For patients with non-Medicare insurance, or those who are uninsured, we have a robust financial assistance program that often covers all out-of-pocket costs for patients—90% of patients pay $0.
CLP: You’ve described the Strata Select test as a complementary diagnostic. What’s the difference between a complementary and companion diagnostic? Is a companion diagnostic in your plans?
Rhodes: Companion diagnostics are typically linked to a specific drug within its approved label. Complementary diagnostics, on the other hand, are associated more broadly, usually not with a specific drug but within a class of drugs, and not confined to specific uses by labeling.
Instead of being a requirement for safe and effective use of a medicine, complementary diagnostics identify biomarker-defined subsets of patients that respond particularly well to a drug and can aid in risk/benefit assessments for individual patients.

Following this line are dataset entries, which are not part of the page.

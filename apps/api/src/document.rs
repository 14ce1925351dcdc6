//! Document → text extraction for uploaded resumes.
//!
//! `AppState` holds an `Arc<dyn DocumentExtractor>` so the handler never knows
//! which backend turned bytes into text.

use async_trait::async_trait;
use bytes::Bytes;
use tracing::debug;

use crate::errors::AppError;

const PDF_MAGIC: &[u8] = b"%PDF";

#[async_trait]
pub trait DocumentExtractor: Send + Sync {
    /// Returns the full text of the uploaded document.
    async fn extract_text(&self, file_name: &str, data: Bytes) -> Result<String, AppError>;
}

/// Supported upload formats, decided from file extension and magic bytes.
#[derive(Debug, Clone, Copy, PartialEq, Eq)]
pub enum DocumentKind {
    Pdf,
    PlainText,
}

impl DocumentKind {
    pub fn detect(file_name: &str, data: &[u8]) -> Option<Self> {
        let extension = file_name
            .rsplit_once('.')
            .map(|(_, ext)| ext.to_ascii_lowercase());

        match extension.as_deref() {
            Some("pdf") => Some(DocumentKind::Pdf),
            Some("txt") | Some("md") => Some(DocumentKind::PlainText),
            _ if data.starts_with(PDF_MAGIC) => Some(DocumentKind::Pdf),
            _ => None,
        }
    }
}

/// Default extractor: PDF via `pdf-extract`, plain text as UTF-8.
pub struct UploadTextExtractor;

#[async_trait]
impl DocumentExtractor for UploadTextExtractor {
    async fn extract_text(&self, file_name: &str, data: Bytes) -> Result<String, AppError> {
        let kind = DocumentKind::detect(file_name, &data).ok_or_else(|| {
            AppError::ExtractionFailure(format!("unsupported document type: '{file_name}'"))
        })?;

        debug!(file_name, ?kind, bytes = data.len(), "Extracting document text");

        match kind {
            DocumentKind::Pdf => {
                // pdf-extract is synchronous and CPU-bound
                tokio::task::spawn_blocking(move || pdf_extract::extract_text_from_mem(&data))
                    .await
                    .map_err(|e| {
                        AppError::ExtractionFailure(format!("PDF parser aborted on '{file_name}': {e}"))
                    })?
                    .map_err(|e| AppError::ExtractionFailure(format!("'{file_name}': {e}")))
            }
            DocumentKind::PlainText => String::from_utf8(data.to_vec()).map_err(|e| {
                AppError::ExtractionFailure(format!("'{file_name}' is not valid UTF-8: {e}"))
            }),
        }
    }
}
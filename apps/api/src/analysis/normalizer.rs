//! Text normalizer — canonical form used only for skill detection.
//!
//! Heuristic scorers never see this output; they run on the raw text so that
//! punctuation signals (`%`, `+`, special characters) survive.

/// Lowercases `raw`, replaces every character outside `[a-z0-9]` and whitespace
/// with a space, collapses whitespace runs to a single space and trims.
///
/// Total and idempotent: `normalize(&normalize(s)) == normalize(s)`.
pub fn normalize(raw: &str) -> String {
    let replaced: String = raw
        .to_lowercase()
        .chars()
        .map(|c| {
            if c.is_ascii_lowercase() || c.is_ascii_digit() || c.is_whitespace() {
                c
            } else {
                ' '
            }
        })
        .collect();

    replaced.split_whitespace().collect::<Vec<_>>().join(" ")
}

#[cfg(test)]
mod tests {
    use super::*;
    use proptest::prelude::*;

    #[test]
    fn test_lowercases_and_strips_punctuation() {
        assert_eq!(normalize("Python, SQL & Node.js!"), "python sql node js");
    }

    #[test]
    fn test_collapses_mixed_whitespace_and_trims() {
        assert_eq!(normalize("  Rust\t\tGo\n\nC++  "), "rust go c");
    }

    #[test]
    fn test_empty_input_returns_empty() {
        assert_eq!(normalize(""), "");
        assert_eq!(normalize("   \n\t "), "");
        assert_eq!(normalize("!!!---"), "");
    }

    #[test]
    fn test_non_ascii_letters_become_spaces() {
        assert_eq!(normalize("Café résumé"), "caf r sum");
    }

    proptest! {
        #[test]
        fn prop_output_alphabet_is_restricted(s in any::<String>()) {
            let out = normalize(&s);
            prop_assert!(out
                .chars()
                .all(|c| c.is_ascii_lowercase() || c.is_ascii_digit() || c == ' '));
        }

        #[test]
        fn prop_no_double_or_edge_spaces(s in any::<String>()) {
            let out = normalize(&s);
            prop_assert!(!out.contains("  "));
            prop_assert!(!out.starts_with(' '));
            prop_assert!(!out.ends_with(' '));
        }

        #[test]
        fn prop_idempotent(s in any::<String>()) {
            let once = normalize(&s);
            prop_assert_eq!(normalize(&once), once.clone());
        }
    }
}
use std::sync::Arc;

use crate::config::Config;
use crate::document::DocumentExtractor;

/// Shared application state injected into all route handlers via Axum extractors.
#[derive(Clone)]
pub struct AppState {
    pub config: Config,
    /// Pluggable document backend. Default: UploadTextExtractor (PDF + plain text).
    pub extractor: Arc<dyn DocumentExtractor>,
}
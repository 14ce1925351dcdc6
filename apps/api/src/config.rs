use std::path::PathBuf;

use anyhow::{Context, Result};

const DEFAULT_PORT: u16 = 8000;
const DEFAULT_MAX_UPLOAD_BYTES: usize = 10 * 1024 * 1024;

// Bundled datasets resolve against the crate, not the working directory.
const DEFAULT_SKILLS_DATASET: &str = concat!(env!("CARGO_MANIFEST_DIR"), "/data/job_skills.json");
const DEFAULT_ALIAS_DATASET: &str = concat!(env!("CARGO_MANIFEST_DIR"), "/data/job_alias.json");

/// Application configuration loaded from environment variables.
/// Every setting has a default; malformed numeric values fail startup.
#[derive(Debug, Clone)]
pub struct Config {
    pub port: u16,
    pub rust_log: String,
    /// Role → core/optional skills dataset (`job_skills.json`).
    pub skills_dataset_path: PathBuf,
    /// Alias → canonical skill dataset (`job_alias.json`).
    pub alias_dataset_path: PathBuf,
    pub max_upload_bytes: usize,
}

impl Config {
    pub fn from_env() -> Result<Self> {
        dotenvy::dotenv().ok(); // load .env if present; ignore if missing

        Ok(Config {
            port: parse_env("PORT", DEFAULT_PORT)
                .context("PORT must be a valid port number")?,
            rust_log: std::env::var("RUST_LOG").unwrap_or_else(|_| "info".to_string()),
            skills_dataset_path: path_env("SKILLS_DATASET_PATH", DEFAULT_SKILLS_DATASET),
            alias_dataset_path: path_env("ALIAS_DATASET_PATH", DEFAULT_ALIAS_DATASET),
            max_upload_bytes: parse_env("MAX_UPLOAD_BYTES", DEFAULT_MAX_UPLOAD_BYTES)
                .context("MAX_UPLOAD_BYTES must be a positive integer")?,
        })
    }
}

fn path_env(key: &str, default: &str) -> PathBuf {
    std::env::var(key)
        .map(PathBuf::from)
        .unwrap_or_else(|_| PathBuf::from(default))
}

fn parse_env<T>(key: &str, default: T) -> Result<T>
where
    T: std::str::FromStr,
    T::Err: std::error::Error + Send + Sync + 'static,
{
    match std::env::var(key) {
        Ok(raw) => raw
            .trim()
            .parse::<T>()
            .with_context(|| format!("Invalid value '{raw}' for '{key}'")),
        Err(_) => Ok(default),
    }
}

#[cfg(test)]
mod tests {
    use super::*;

    #[test]
    fn test_parse_env_falls_back_to_default_when_unset() {
        let port: u16 = parse_env("SKILLGAP_TEST_UNSET_PORT", 8000).unwrap();
        assert_eq!(port, 8000);
    }

    #[test]
    fn test_parse_env_reads_and_trims_value() {
        std::env::set_var("SKILLGAP_TEST_LIMIT", " 2048 ");
        let limit: usize = parse_env("SKILLGAP_TEST_LIMIT", 1).unwrap();
        assert_eq!(limit, 2048);
    }

    #[test]
    fn test_parse_env_rejects_garbage() {
        std::env::set_var("SKILLGAP_TEST_BAD_PORT", "eighty");
        let result: Result<u16> = parse_env("SKILLGAP_TEST_BAD_PORT", 8000);
        assert!(result.is_err());
    }

    #[test]
    fn test_path_env_default() {
        let path = path_env("SKILLGAP_TEST_UNSET_PATH", DEFAULT_SKILLS_DATASET);
        assert_eq!(path, PathBuf::from(DEFAULT_SKILLS_DATASET));
    }

    #[test]
    fn test_default_datasets_exist_regardless_of_cwd() {
        for default in [DEFAULT_SKILLS_DATASET, DEFAULT_ALIAS_DATASET] {
            let path = PathBuf::from(default);
            assert!(path.is_absolute(), "{default} is relative");
            assert!(path.is_file(), "{default} is missing");
        }
    }
}
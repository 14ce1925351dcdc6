//! Axum route handlers for the Analysis API.

use axum::{
    extract::{Multipart, State},
    Json,
};
use bytes::Bytes;
use serde::Serialize;
use tracing::{info, warn};
use uuid::Uuid;

use crate::analysis::analyze;
use crate::analysis::models::AnalysisReport;
use crate::analysis::vocabulary::SkillDataset;
use crate::errors::AppError;
use crate::state::AppState;

// ────────────────────────────────────────────────────────────────────────────
// Request / Response types
// ────────────────────────────────────────────────────────────────────────────

#[derive(Debug, Serialize)]
pub struct JobRolesResponse {
    pub roles: Vec<String>,
}

/// Parsed `multipart/form-data` body of POST /analyze.
#[derive(Debug)]
struct UploadForm {
    file_name: String,
    data: Bytes,
    job_role: String,
}

// ────────────────────────────────────────────────────────────────────────────
// Handlers
// ────────────────────────────────────────────────────────────────────────────

/// GET /job-roles
///
/// Lists every role in the skills dataset, in dataset order.
pub async fn handle_job_roles(
    State(state): State<AppState>,
) -> Result<Json<JobRolesResponse>, AppError> {
    let dataset = load_dataset(&state).await?;
    Ok(Json(JobRolesResponse {
        roles: dataset.role_names(),
    }))
}

/// POST /analyze
///
/// Multipart fields: `file` (PDF or text resume) and `job_role`.
/// Dataset load → role lookup → text extraction → pure analysis.
pub async fn handle_analyze(
    State(state): State<AppState>,
    multipart: Multipart,
) -> Result<Json<AnalysisReport>, AppError> {
    let request_id = Uuid::new_v4();
    let form = read_upload_form(multipart).await?;

    info!(
        %request_id,
        job_role = %form.job_role,
        file_name = %form.file_name,
        bytes = form.data.len(),
        "Resume analysis requested"
    );

    let dataset = load_dataset(&state).await?;

    let role = dataset.role_skills(&form.job_role).ok_or_else(|| {
        warn!(%request_id, job_role = %form.job_role, "Unknown job role");
        AppError::RoleNotFound(form.job_role.clone())
    })?;

    let raw_text = state
        .extractor
        .extract_text(&form.file_name, form.data)
        .await?;

    let vocabulary = dataset.vocabulary();
    let report = analyze(
        &raw_text,
        &form.job_role,
        &role.skills,
        &vocabulary,
        dataset.aliases(),
    );

    info!(
        %request_id,
        overall_score = report.overall_score,
        match_percentage = report.skills_analysis.match_percentage,
        tips = report.improvement_tips.len(),
        "Resume analysis complete"
    );

    Ok(Json(report))
}

// ────────────────────────────────────────────────────────────────────────────
// Helpers
// ────────────────────────────────────────────────────────────────────────────

async fn load_dataset(state: &AppState) -> Result<SkillDataset, AppError> {
    SkillDataset::load(
        &state.config.skills_dataset_path,
        &state.config.alias_dataset_path,
    )
    .await
}

async fn read_upload_form(mut multipart: Multipart) -> Result<UploadForm, AppError> {
    let mut file: Option<(String, Bytes)> = None;
    let mut job_role: Option<String> = None;

    while let Some(field) = multipart
        .next_field()
        .await
        .map_err(|e| AppError::Validation(format!("malformed multipart body: {e}")))?
    {
        let name = field.name().map(str::to_string);
        match name.as_deref() {
            Some("file") => {
                let file_name = field.file_name().unwrap_or("resume.pdf").to_string();
                let data = field
                    .bytes()
                    .await
                    .map_err(|e| AppError::Validation(format!("invalid file upload: {e}")))?;
                file = Some((file_name, data));
            }
            Some("job_role") => {
                let text = field
                    .text()
                    .await
                    .map_err(|e| AppError::Validation(format!("invalid job_role field: {e}")))?;
                job_role = Some(text);
            }
            _ => {}
        }
    }

    let (file_name, data) =
        file.ok_or_else(|| AppError::Validation("file is required".to_string()))?;
    // A present but blank role is left to the role lookup.
    let job_role =
        job_role.ok_or_else(|| AppError::Validation("job_role is required".to_string()))?;

    Ok(UploadForm {
        file_name,
        data,
        job_role,
    })
}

That’s exactly what the Immunotherapy Response Score does—it gives physicians important information about how a patient’s tumor may or may not respond to anti-PD-1/PD-L1 immunotherapy to help guide their treatment decisions.
We are certainly exploring a variety of pathways for further expansion of the impact of Strata Select, the Immunotherapy Response Score, and the other multivariate treatment selection algorithms we have developed.
The most important thing for us, however, is that we get validated biomarker tests into the hands of physicians as quickly as possible so that they can use this information to give their patients the best possible care.
CLP: Let’s look ahead, what do you think clinical diagnostic testing for cancer is going to look like in the next five to 10 years?
Rhodes: I believe that five years from now, it will be standard of care—required—to test tumor tissue from every patient with cancer to guide their optimal therapy. And I believe that testing is going to suggest a precision medicine with a high likelihood of response for most patients. Ultimately, that means better outcomes.
There’s been talk about this paradigm for years, but still it is the exception and not the rule outside of a few tumor types. A lot of that is driven by lack of access and lack of actionability.
But I see a clear path to development of new biomarkers for medicines across therapeutic classes and testing technology that meets the needs of real-world clinical scenarios.
Chris Wolski is chief editor of CLP.